Compute tree strengths and correlations:

Computes estimates of tree strength and correlation according to the definitions in Breiman’s 2001 Random Forests paper.

set.seed(24)
nsamp <- 30 ## number of training samples per species
trainIdx <- vapply(list(1:50, 51:100, 101:150), sample, outer(1,1:nsamp), size = nsamp)
X <- as.matrix(iris[,1:4])
Y <- iris[[5L]]
forest <- RerF(X[trainIdx, ], Y[trainIdx], num.cores = 1L, seed = 1L)
predictions <- Predict(X[-trainIdx, ], forest, num.cores = 1L, aggregate.output = FALSE)
scor <- StrCorr(predictions, Y[-trainIdx])

Expected output

scor
#> $s
#> [1] 0.8488667
#> 
#> $rho
#> [1] 0.4747382

Compute feature (projection) importance (DEV version only):

Computes the Gini importance for all of the unique projections used to split the data. The returned value is a list with members imp and features. The member imp is a numeric vector of feature importances sorted in decreasing order. The member features is a list the same length as imp of vectors specifying the split projections corresponding to the values in imp. The projections are represented by the vector such that the odd numbered indices indicate the canonical feature indices and the even numbered indices indicate the linear coefficients. For example a vector (1,-1,4,1,5,-1) is the projection -X1 + X4 - X5. Note: it is highly advised to run this only when the splitting features (projections) have unweighted coefficients, such as for the default setting or for RF.

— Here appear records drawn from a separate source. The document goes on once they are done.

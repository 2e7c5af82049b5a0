use crate::config::Config;
use crate::core::session::check_session_input;
use crate::db::log::ttlog_quiet;
use crate::db::pool::DbPool;
use crate::db::queries::{clear_schedule, upsert_class, upsert_session};
use crate::errors::AppResult;
use crate::models::snapshot::ScheduleSnapshot;

#[derive(Debug, Default, Clone, Copy, PartialEq, Eq)]
pub struct ImportSummary {
    pub classes: usize,
    pub sessions: usize,
}

pub struct ImportLogic;

impl ImportLogic {
    /// Store a backend snapshot.
    ///
    /// Ids are kept. Every session goes through the same checks as
    /// `session add`; the first invalid one aborts the whole import and
    /// nothing is written.
    pub fn import(
        pool: &mut DbPool,
        cfg: &Config,
        snapshot: &ScheduleSnapshot,
        replace: bool,
    ) -> AppResult<ImportSummary> {
        let tx = pool.conn.transaction()?;

        if replace {
            clear_schedule(&tx)?;
            tracing::debug!("existing schedule cleared before import");
        }

        for class in &snapshot.classes {
            upsert_class(&tx, class)?;
        }

        for raw in &snapshot.sessions {
            let session = raw.validate()?;
            check_session_input(&tx, &session, cfg)?;
            upsert_session(&tx, &session)?;
        }

        tx.commit()?;

        let summary = ImportSummary {
            classes: snapshot.classes.len(),
            sessions: snapshot.sessions.len(),
        };

        ttlog_quiet(
            &pool.conn,
            "import",
            if replace { "replace" } else { "merge" },
            &format!(
                "{} classes, {} sessions",
                summary.classes, summary.sessions
            ),
        );

        Ok(summary)
    }
}
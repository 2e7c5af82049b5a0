use crate::cli::parser::Commands;
use crate::config::Config;
use crate::core::log::LogLogic;
use crate::db::pool::DbPool;
use crate::errors::AppResult;

pub fn handle(cmd: &Commands, cfg: &Config) -> AppResult<()> {
    if matches!(cmd, Commands::Log { print: true }) {
        let mut pool = DbPool::open_ready(&cfg.database)?;
        LogLogic::print_log(&mut pool)?;
    }

    Ok(())
}
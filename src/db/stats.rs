use crate::db::pool::DbPool;
use crate::models::day::Day;
use crate::utils::colors::{CYAN, GREEN, GREY, RESET, YELLOW};
use std::fs;

pub fn print_db_info(pool: &mut DbPool, db_path: &str) -> rusqlite::Result<()> {
    println!();

    //
    // 1) FILE SIZE
    //
    let file_size = fs::metadata(db_path).map(|m| m.len()).unwrap_or(0);
    let file_kb = (file_size as f64) / 1024.0;

    println!("{}• File:{} {}{}{}", CYAN, RESET, YELLOW, db_path, RESET);
    println!("{}• Size:{} {:.1} KB", CYAN, RESET, file_kb);

    //
    // 2) TOTALS
    //
    let classes: i64 = pool
        .conn
        .query_row("SELECT COUNT(*) FROM classes", [], |row| row.get(0))?;
    let sessions: i64 = pool
        .conn
        .query_row("SELECT COUNT(*) FROM sessions", [], |row| row.get(0))?;

    println!("{}• Classes:{} {}{}{}", CYAN, RESET, GREEN, classes, RESET);
    println!("{}• Sessions:{} {}{}{}", CYAN, RESET, GREEN, sessions, RESET);

    //
    // 3) SESSIONS PER DAY
    //
    println!("{}• Sessions per day:{}", CYAN, RESET);

    let mut stmt = pool
        .conn
        .prepare("SELECT COUNT(*) FROM sessions WHERE day_of_week = ?1")?;

    for day in Day::ALL {
        let n: i64 = stmt.query_row([day.to_db_str()], |row| row.get(0))?;
        if n == 0 {
            println!("    {:<10} {GREY}--{RESET}", day.name());
        } else {
            println!("    {:<10} {}", day.name(), n);
        }
    }

    println!();
    Ok(())
}
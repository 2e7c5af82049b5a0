pub mod class;
pub mod config;
pub mod db;
pub mod export;
pub mod import;
pub mod init;
pub mod log;
pub mod schedule;
pub mod session;
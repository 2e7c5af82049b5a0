#![allow(dead_code)]
use assert_cmd::{Command, cargo_bin_cmd};
use std::env;
use std::fs;
use std::path::PathBuf;

/// gymsched binary with HOME pointed at a scratch dir, so a developer's own
/// configuration never leaks into the tests.
pub fn gs() -> Command {
    let mut home: PathBuf = env::temp_dir();
    home.push("gymsched_test_home");
    fs::create_dir_all(&home).ok();

    let mut cmd = cargo_bin_cmd!("gymsched");
    cmd.env("HOME", &home).env_remove("RUST_LOG");
    cmd
}

/// Create a unique test DB path inside the system temp dir and remove any existing file
pub fn setup_test_db(name: &str) -> String {
    let mut path: PathBuf = env::temp_dir();
    path.push(format!("{}_gymsched.sqlite", name));
    let db_path = path.to_string_lossy().to_string();
    fs::remove_file(&db_path).ok();
    db_path
}

/// Create a temporary output file path inside tempdir and ensure it's removed
pub fn temp_out(name: &str, ext: &str) -> String {
    let mut path: PathBuf = env::temp_dir();
    path.push(format!("{}_out.{}", name, ext));
    let p = path.to_string_lossy().to_string();
    fs::remove_file(&p).ok();
    p
}

/// Write `content` to a temp file and return its path
pub fn temp_file(name: &str, content: &str) -> String {
    let p = temp_out(name, "json");
    fs::write(&p, content).expect("write temp file");
    p
}

pub fn init_db(db_path: &str) {
    gs().args(["--db", db_path, "--test", "init"])
        .assert()
        .success();
}

pub fn add_class(db_path: &str, name: &str) {
    gs().args(["--db", db_path, "class", "add", name])
        .assert()
        .success();
}

pub fn add_session(db_path: &str, class_id: &str, day: &str, start: &str, end: &str) {
    gs().args([
        "--db", db_path, "session", "add", "--class", class_id, "--day", day, "--start", start,
        "--end", end,
    ])
    .assert()
    .success();
}

/// Init DB with two classes and two overlapping Monday sessions:
/// Spinning 09:00-10:00 (#1) and Yoga 09:30-10:30 (#2).
pub fn init_db_with_data(db_path: &str) {
    init_db(db_path);
    add_class(db_path, "Spinning");
    add_class(db_path, "Yoga");
    add_session(db_path, "1", "monday", "09:00", "10:00");
    add_session(db_path, "2", "monday", "09:30", "10:30");
}
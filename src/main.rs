//! gymsched main entrypoint.

use gymsched::run;
use gymsched::ui::messages::error;

fn main() {
    if let Err(e) = run() {
        error(format!("Error: {}", e));
        std::process::exit(1);
    }
}
use crate::db::log::ttlog_quiet;
use crate::db::pool::DbPool;
use crate::db::queries::{
    count_sessions_for_class, delete_class, find_class, insert_class, load_classes,
};
use crate::errors::{AppError, AppResult};
use crate::models::gym_class::GymClass;

pub struct ClassLogic;

impl ClassLogic {
    pub fn add(pool: &mut DbPool, name: &str) -> AppResult<GymClass> {
        let name = name.trim();
        if name.is_empty() {
            return Err(AppError::Other("class name cannot be empty".into()));
        }

        let id = insert_class(&pool.conn, name)?;
        ttlog_quiet(&pool.conn, "add", &format!("class #{id}"), name);

        Ok(GymClass {
            id,
            name: name.to_string(),
        })
    }

    pub fn list(pool: &mut DbPool) -> AppResult<Vec<GymClass>> {
        load_classes(&pool.conn)
    }

    /// Delete a class. Refused while sessions still reference it.
    pub fn delete(pool: &mut DbPool, id: i64) -> AppResult<GymClass> {
        let class = find_class(&pool.conn, id)?.ok_or(AppError::ClassNotFound(id))?;

        let used = count_sessions_for_class(&pool.conn, id)?;
        if used > 0 {
            return Err(AppError::ClassInUse(id, used));
        }

        delete_class(&pool.conn, id)?;
        ttlog_quiet(&pool.conn, "del", &format!("class #{id}"), &class.name);

        Ok(class)
    }
}
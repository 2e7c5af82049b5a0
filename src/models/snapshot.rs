use super::{day::Day, gym_class::GymClass, session::RawSession, session::Session};
use crate::errors::AppResult;
use serde::{Deserialize, Serialize};
use std::collections::BTreeMap;

/// Classes and sessions fetched together; the input of one layout pass.
#[derive(Debug, Clone, Default, PartialEq, Eq, Serialize, Deserialize)]
pub struct ScheduleSnapshot {
    #[serde(default)]
    pub classes: Vec<GymClass>,
    #[serde(default)]
    pub sessions: Vec<RawSession>,
}

impl ScheduleSnapshot {
    pub fn from_json(json: &str) -> AppResult<Self> {
        Ok(serde_json::from_str(json)?)
    }

    pub fn from_file(path: &std::path::Path) -> AppResult<Self> {
        let content = std::fs::read_to_string(path)?;
        Self::from_json(&content)
    }

    /// Validate every raw session (first failure wins).
    pub fn validated_sessions(&self) -> AppResult<Vec<Session>> {
        self.sessions.iter().map(RawSession::validate).collect()
    }
}

/// Sessions grouped per day. Every day is present, possibly empty, and
/// iteration runs Monday → Sunday.
pub type SessionsByDay = BTreeMap<Day, Vec<Session>>;

pub fn group_by_day(sessions: Vec<Session>) -> SessionsByDay {
    let mut by_day: SessionsByDay = Day::ALL.iter().map(|d| (*d, Vec::new())).collect();

    for s in sessions {
        by_day.entry(s.day_of_week).or_default().push(s);
    }

    by_day
}
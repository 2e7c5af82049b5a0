// src/export/logic.rs

use crate::config::Config;
use crate::core::logic::Core;
use crate::db::log::ttlog_quiet;
use crate::db::pool::DbPool;
use crate::errors::{AppError, AppResult};
use crate::export::ExportFormat;
use crate::export::fs_utils::ensure_writable;
use crate::export::json_csv::{export_csv, export_json};
use crate::ui::messages::warning;
use std::path::Path;

/// High-level export of the computed weekly layout.
pub struct ExportLogic;

impl ExportLogic {
    /// Compute the layout from the store and write it to `file`.
    ///
    /// - `format`: json (full layout) or csv (one row per placed session)
    /// - `file`: absolute path of the output file
    /// - `force`: overwrite without asking
    pub fn export(
        pool: &mut DbPool,
        cfg: &Config,
        format: ExportFormat,
        file: &str,
        force: bool,
    ) -> AppResult<()> {
        let path = Path::new(file);

        if !path.is_absolute() {
            return Err(AppError::Export(format!(
                "output file path must be absolute: {file}"
            )));
        }

        let layout = Core::load_week_layout(pool, cfg)?;

        if layout.is_empty() {
            warning("No sessions found, nothing to export.");
            return Ok(());
        }

        ensure_writable(path, force)?;

        match format {
            ExportFormat::Csv => export_csv(&layout, path)?,
            ExportFormat::Json => export_json(&layout, path)?,
        }

        ttlog_quiet(
            &pool.conn,
            "export",
            format.as_str(),
            &format!("{} sessions → {}", layout.session_count(), path.display()),
        );

        Ok(())
    }
}
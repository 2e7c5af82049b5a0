//! Formatting utilities used for CLI and export outputs.

use unicode_width::UnicodeWidthStr;

pub fn bold(s: &str) -> String {
    format!("\x1b[1m{}\x1b[0m", s)
}

/// Left-align on terminal columns, so class names with wide or accented
/// characters still line up.
pub fn pad_right(s: &str, width: usize) -> String {
    let pad = width.saturating_sub(s.width());
    format!("{}{}", s, " ".repeat(pad))
}

pub fn pad_left(s: &str, width: usize) -> String {
    let pad = width.saturating_sub(s.width());
    format!("{}{}", " ".repeat(pad), s)
}

pub fn mins2readable(mins: i64, short: bool) -> String {
    let sign = if mins < 0 { "-" } else { "" };
    let abs_m = mins.abs();
    let hours = abs_m / 60;
    let minutes = abs_m % 60;

    if short {
        // es: 01:30
        format!("{}{:02}:{:02}", sign, hours, minutes)
    } else {
        // es: 01h 30m
        format!("{}{:02}h {:02}m", sign, hours, minutes)
    }
}
use crate::cli::parser::{Commands, SessionAction};
use crate::config::Config;
use crate::core::class::ClassLogic;
use crate::core::session::{SessionChanges, SessionLogic};
use crate::db::pool::DbPool;
use crate::errors::AppResult;
use crate::models::day::Day;
use crate::models::gym_class::ClassDirectory;
use crate::models::session::Session;
use crate::ui::messages::{info, success, warning};
use crate::ui::prompt::confirm;
use crate::utils::formatting::mins2readable;
use crate::utils::table::{Column, Table};
use crate::utils::time::{parse_clock, parse_optional_clock};

fn describe(s: &Session, classes: &ClassDirectory) -> String {
    format!(
        "#{} {} {}-{} ({})",
        s.id,
        s.day_of_week,
        s.start_time,
        s.end_time.end_label(),
        classes.name_of(s.class_id)
    )
}

fn print_sessions(sessions: &[Session], classes: &ClassDirectory) {
    let mut table = Table::new(vec![
        Column::right("ID"),
        Column::left("Day"),
        Column::left("Start"),
        Column::left("End"),
        Column::right("Duration"),
        Column::left("Class"),
    ]);

    for s in sessions {
        table.add_row(vec![
            s.id.to_string(),
            s.day_of_week.name().to_string(),
            s.start_time.to_string(),
            s.end_time.end_label(),
            mins2readable(s.duration_minutes(), false),
            classes.name_of(s.class_id),
        ]);
    }

    print!("{}", table.render());
}

/// Handle the `session` subcommands.
pub fn handle(cmd: &Commands, cfg: &Config) -> AppResult<()> {
    let Commands::Session { action } = cmd else {
        return Ok(());
    };

    let mut pool = DbPool::open_ready(&cfg.database)?;
    let classes = ClassDirectory::new(&ClassLogic::list(&mut pool)?);

    match action {
        SessionAction::Add {
            class_id,
            day,
            start,
            end,
        } => {
            //
            // 1. Parse input
            //
            let day = Day::parse(day)?;
            let start = parse_clock(start)?;
            let end = parse_clock(end)?;

            //
            // 2. Validate + store
            //
            let session = SessionLogic::add(&mut pool, cfg, *class_id, day, start, end)?;
            success(format!("Session {} added.", describe(&session, &classes)));
        }

        SessionAction::Edit {
            id,
            class_id,
            day,
            start,
            end,
        } => {
            let changes = SessionChanges {
                class_id: *class_id,
                day: day.as_deref().map(Day::parse).transpose()?,
                start: parse_optional_clock(start.as_ref())?,
                end: parse_optional_clock(end.as_ref())?,
            };

            if changes.is_empty() {
                warning("Nothing to change: use --class, --day, --start or --end.");
                return Ok(());
            }

            let session = SessionLogic::edit(&mut pool, cfg, *id, &changes)?;
            success(format!("Session {} updated.", describe(&session, &classes)));
        }

        SessionAction::Del { id, yes } => {
            if !*yes && !confirm(&format!("Delete session #{}? This action is irreversible.", id))? {
                info("Operation cancelled.");
                return Ok(());
            }

            match SessionLogic::delete(&mut pool, *id)? {
                Some(removed) => {
                    success(format!("Session {} deleted.", describe(&removed, &classes)))
                }
                None => success(format!("Session #{} deleted.", id)),
            }
        }

        SessionAction::List { day } => {
            let day = day.as_deref().map(Day::parse).transpose()?;
            let sessions = SessionLogic::list(&mut pool, day)?;

            if sessions.is_empty() {
                info("No sessions found.");
                return Ok(());
            }

            print_sessions(&sessions, &classes);
        }
    }

    Ok(())
}
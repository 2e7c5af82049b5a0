use gymsched::config::Config;
use gymsched::config::migrate::{migrate_config, missing_keys};
use gymsched::ui::prompt::confirm_with;
use gymsched::utils::table::{Column, Table};
use std::env;
use std::fs;
use std::io::Cursor;
use std::path::PathBuf;

fn temp_conf(name: &str, content: &str) -> PathBuf {
    let mut path = env::temp_dir();
    path.push(format!("{}_gymsched.conf", name));
    fs::write(&path, content).expect("write conf");
    path
}

#[test]
fn test_load_missing_file_gives_defaults() {
    let mut path = env::temp_dir();
    path.push("does_not_exist_gymsched.conf");
    fs::remove_file(&path).ok();

    let cfg = Config::load_from(&path).expect("defaults");
    assert_eq!(cfg.session_width, 120);
    assert_eq!(cfg.min_session_minutes, 30);
    assert_eq!(cfg.column_warning_threshold, 6);
    assert_eq!(cfg.log_level, "warn");
}

#[test]
fn test_load_partial_file_fills_defaults() {
    let path = temp_conf(
        "partial",
        "database: /tmp/partial.sqlite\nsession_width: 90\n",
    );

    let cfg = Config::load_from(&path).expect("config");
    assert_eq!(cfg.database, "/tmp/partial.sqlite");
    assert_eq!(cfg.session_width, 90);
    assert_eq!(cfg.min_session_minutes, 30);
}

#[test]
fn test_migrate_adds_missing_keys_only() {
    let path = temp_conf(
        "migrate",
        "database: /tmp/migrate.sqlite\nsession_width: 100\n",
    );

    let missing = missing_keys(&path).expect("missing");
    assert!(missing.contains(&"min_session_minutes"));
    assert!(!missing.contains(&"session_width"));

    let added = migrate_config(&path).expect("migrate");
    assert_eq!(added, missing);
    assert!(missing_keys(&path).expect("after").is_empty());

    let cfg = Config::load_from(&path).expect("config");
    assert_eq!(cfg.session_width, 100);
    assert_eq!(cfg.database, "/tmp/migrate.sqlite");

    // second run is a no-op
    assert!(migrate_config(&path).expect("again").is_empty());
}

#[test]
fn test_confirm_answers() {
    assert!(confirm_with("Go?", &mut Cursor::new("y\n")).unwrap());
    assert!(confirm_with("Go?", &mut Cursor::new("YES\n")).unwrap());
    assert!(!confirm_with("Go?", &mut Cursor::new("n\n")).unwrap());
    assert!(!confirm_with("Go?", &mut Cursor::new("")).unwrap());
}

#[test]
fn test_table_alignment() {
    let mut table = Table::new(vec![Column::right("ID"), Column::left("Name")]);
    table.add_row(vec!["7".into(), "Spinning".into()]);
    table.add_row(vec!["12".into(), "Yoga".into()]);

    let out = table.render();
    let lines: Vec<&str> = out.lines().collect();

    assert!(lines[0].starts_with("ID  Name"));
    assert!(lines[2].starts_with(" 7  Spinning"));
    assert!(lines[3].starts_with("12  Yoga"));
}
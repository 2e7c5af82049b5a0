use crate::cli::parser::Cli;
use crate::config::Config;
use crate::db::log::ttlog_quiet;
use crate::db::pool::DbPool;
use crate::errors::AppResult;
use crate::ui::messages::success;
use crate::utils::path::expand_tilde_str;

/// Handle the `init` command
///
/// This initializes:
///  - the config directory and file (skipped in test mode)
///  - the SQLite database and its schema
pub fn handle(cli: &Cli) -> AppResult<()> {
    let custom_db = cli.db.as_deref().map(expand_tilde_str);
    let cfg = Config::init_all(custom_db.as_deref(), cli.test)?;

    println!("⚙️  Initializing gymsched…");
    if !cli.test {
        println!("📄 Config file : {}", Config::config_file().display());
    }
    println!("🗄️  Database   : {}", &cfg.database);

    let pool = DbPool::open_ready(&cfg.database)?;

    ttlog_quiet(
        &pool.conn,
        "init",
        "database",
        &format!("Database initialized at {}", &cfg.database),
    );

    success(format!("Database initialized at {}", &cfg.database));
    Ok(())
}
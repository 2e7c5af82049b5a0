use serde::{Deserialize, Serialize};
use std::collections::HashMap;

/// A class offered by the gym (Spinning, Yoga, ...).
#[derive(Debug, Clone, PartialEq, Eq, Serialize, Deserialize)]
pub struct GymClass {
    pub id: i64,
    pub name: String,
}

/// id → display name lookup used when labelling placed sessions.
#[derive(Debug, Default, Clone)]
pub struct ClassDirectory {
    names: HashMap<i64, String>,
}

impl ClassDirectory {
    pub fn new(classes: &[GymClass]) -> Self {
        Self {
            names: classes.iter().map(|c| (c.id, c.name.clone())).collect(),
        }
    }

    pub fn get(&self, id: i64) -> Option<&str> {
        self.names.get(&id).map(String::as_str)
    }

    /// Display name, or `Unknown class #<id>` for a dangling reference.
    pub fn name_of(&self, id: i64) -> String {
        self.get(id)
            .map(str::to_string)
            .unwrap_or_else(|| format!("Unknown class #{id}"))
    }

    pub fn len(&self) -> usize {
        self.names.len()
    }

    pub fn is_empty(&self) -> bool {
        self.names.is_empty()
    }
}
use crate::db::pool::DbPool;
use crate::errors::{AppError, AppResult};
use crate::models::gym_class::GymClass;
use crate::models::session::{RawSession, Session};
use crate::models::snapshot::ScheduleSnapshot;
use rusqlite::{Connection, OptionalExtension, Result, Row, params};

// ---------------------------------------------------------------------------
// Classes
// ---------------------------------------------------------------------------

fn map_class(row: &Row) -> Result<GymClass> {
    Ok(GymClass {
        id: row.get("id")?,
        name: row.get("name")?,
    })
}

pub fn load_classes(conn: &Connection) -> AppResult<Vec<GymClass>> {
    let mut stmt = conn.prepare("SELECT id, name FROM classes ORDER BY id ASC")?;
    let rows = stmt.query_map([], map_class)?;

    let mut out = Vec::new();
    for r in rows {
        out.push(r?);
    }
    Ok(out)
}

pub fn find_class(conn: &Connection, id: i64) -> AppResult<Option<GymClass>> {
    let class = conn
        .query_row(
            "SELECT id, name FROM classes WHERE id = ?1",
            [id],
            map_class,
        )
        .optional()?;
    Ok(class)
}

pub fn insert_class(conn: &Connection, name: &str) -> AppResult<i64> {
    conn.execute("INSERT INTO classes (name) VALUES (?1)", [name])?;
    Ok(conn.last_insert_rowid())
}

/// Insert or overwrite a class keeping its id (snapshot import).
pub fn upsert_class(conn: &Connection, class: &GymClass) -> AppResult<()> {
    conn.execute(
        "INSERT INTO classes (id, name) VALUES (?1, ?2)
         ON CONFLICT(id) DO UPDATE SET name = excluded.name",
        params![class.id, class.name],
    )?;
    Ok(())
}

pub fn delete_class(conn: &Connection, id: i64) -> AppResult<()> {
    let n = conn.execute("DELETE FROM classes WHERE id = ?1", [id])?;
    if n == 0 {
        return Err(AppError::ClassNotFound(id));
    }
    Ok(())
}

pub fn count_sessions_for_class(conn: &Connection, class_id: i64) -> AppResult<usize> {
    let n: i64 = conn.query_row(
        "SELECT COUNT(*) FROM sessions WHERE class_id = ?1",
        [class_id],
        |row| row.get(0),
    )?;
    Ok(n as usize)
}

// ---------------------------------------------------------------------------
// Sessions
// ---------------------------------------------------------------------------

/// Rows are read back untyped: the layout validates them like any other
/// fetched payload.
pub fn map_session_row(row: &Row) -> Result<RawSession> {
    Ok(RawSession {
        id: row.get("id")?,
        class_id: row.get("class_id")?,
        day_of_week: row.get("day_of_week")?,
        start_time: row.get("start_time")?,
        end_time: row.get("end_time")?,
    })
}

const SESSION_COLUMNS: &str = "id, class_id, day_of_week, start_time, end_time";

pub fn load_sessions(conn: &Connection) -> AppResult<Vec<RawSession>> {
    let sql = format!("SELECT {SESSION_COLUMNS} FROM sessions ORDER BY id ASC");
    let mut stmt = conn.prepare(&sql)?;
    let rows = stmt.query_map([], map_session_row)?;

    let mut out = Vec::new();
    for r in rows {
        out.push(r?);
    }
    Ok(out)
}

pub fn find_session(conn: &Connection, id: i64) -> AppResult<Option<RawSession>> {
    let sql = format!("SELECT {SESSION_COLUMNS} FROM sessions WHERE id = ?1");
    let raw = conn.query_row(&sql, [id], map_session_row).optional()?;
    Ok(raw)
}

/// Insert a new session; `session.id` is ignored and the new id returned.
pub fn insert_session(conn: &Connection, session: &Session) -> AppResult<i64> {
    conn.execute(
        "INSERT INTO sessions (class_id, day_of_week, start_time, end_time)
         VALUES (?1, ?2, ?3, ?4)",
        params![
            session.class_id,
            session.day_of_week.to_db_str(),
            session.start_time.to_string(),
            session.end_time.to_string(),
        ],
    )?;
    Ok(conn.last_insert_rowid())
}

/// Insert or overwrite a session keeping its id (snapshot import).
pub fn upsert_session(conn: &Connection, session: &Session) -> AppResult<()> {
    conn.execute(
        "INSERT INTO sessions (id, class_id, day_of_week, start_time, end_time)
         VALUES (?1, ?2, ?3, ?4, ?5)
         ON CONFLICT(id) DO UPDATE SET
             class_id = excluded.class_id,
             day_of_week = excluded.day_of_week,
             start_time = excluded.start_time,
             end_time = excluded.end_time",
        params![
            session.id,
            session.class_id,
            session.day_of_week.to_db_str(),
            session.start_time.to_string(),
            session.end_time.to_string(),
        ],
    )?;
    Ok(())
}

/// Update a session (all fields except id)
pub fn update_session(conn: &Connection, session: &Session) -> AppResult<()> {
    let n = conn.execute(
        "UPDATE sessions
         SET class_id = ?1, day_of_week = ?2, start_time = ?3, end_time = ?4
         WHERE id = ?5",
        params![
            session.class_id,
            session.day_of_week.to_db_str(),
            session.start_time.to_string(),
            session.end_time.to_string(),
            session.id,
        ],
    )?;
    if n == 0 {
        return Err(AppError::SessionNotFound(session.id));
    }
    Ok(())
}

pub fn delete_session(conn: &Connection, id: i64) -> AppResult<()> {
    let n = conn.execute("DELETE FROM sessions WHERE id = ?1", [id])?;
    if n == 0 {
        return Err(AppError::SessionNotFound(id));
    }
    Ok(())
}

/// Remove every class and session (audit log is kept).
pub fn clear_schedule(conn: &Connection) -> AppResult<()> {
    conn.execute_batch("DELETE FROM sessions; DELETE FROM classes;")?;
    Ok(())
}

// ---------------------------------------------------------------------------
// Snapshot
// ---------------------------------------------------------------------------

/// Load classes and sessions together, as one consistent fetch.
pub fn load_snapshot(pool: &mut DbPool) -> AppResult<ScheduleSnapshot> {
    let tx = pool.conn.transaction()?;
    let classes = load_classes(&tx)?;
    let sessions = load_sessions(&tx)?;
    tx.commit()?;

    Ok(ScheduleSnapshot { classes, sessions })
}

X <- as.matrix(iris[, 1:4]) # feature matrix
Y <- iris$Species # class labels
p <- ncol(X) # number of features in the data
d <- ceiling(sqrt(p)) # number of features to sample at each split
 
# Here we specify that we want to run the standard random forest algorithm and we want to store the decrease in impurity at each split node. The latter option is required in order to compute Gini feature importance.
 
forest <- RerF(as.matrix(iris[, 1:4]), iris[[5L]], FUN = RandMatRF,
               paramList = list(p = p, d = d), num.cores = 1L,
               store.impurity = TRUE, seed = 1L)
 
feature.imp <- FeatureImportance(forest, num.cores = 1L, type = "R")
#> Message: Computing feature importance for RandMatRF.

Expected output

feature.imp
#> $imp
#> [1] 23549.727 20799.581  4617.132  1026.042
#> 
#> $features
#> $features[[1]]
#> [1] 4 1
#> 
#> $features[[2]]
#> [1] 3 1
#> 
#> $features[[3]]
#> [1] 1 1
#> 
#> $features[[4]]
#> [1] 2 1
#> 
#> 
#> $type
#> [1] "R"

Train Structured RerF (S-RerF) for image classification:

S-RerF samples and evaluates a set of random features at each split node, where each feature is defined as a random linear combination of intensities of pixels contained in a contiguous patch within an image. Thus, the generated features exploit local structure inherent in images.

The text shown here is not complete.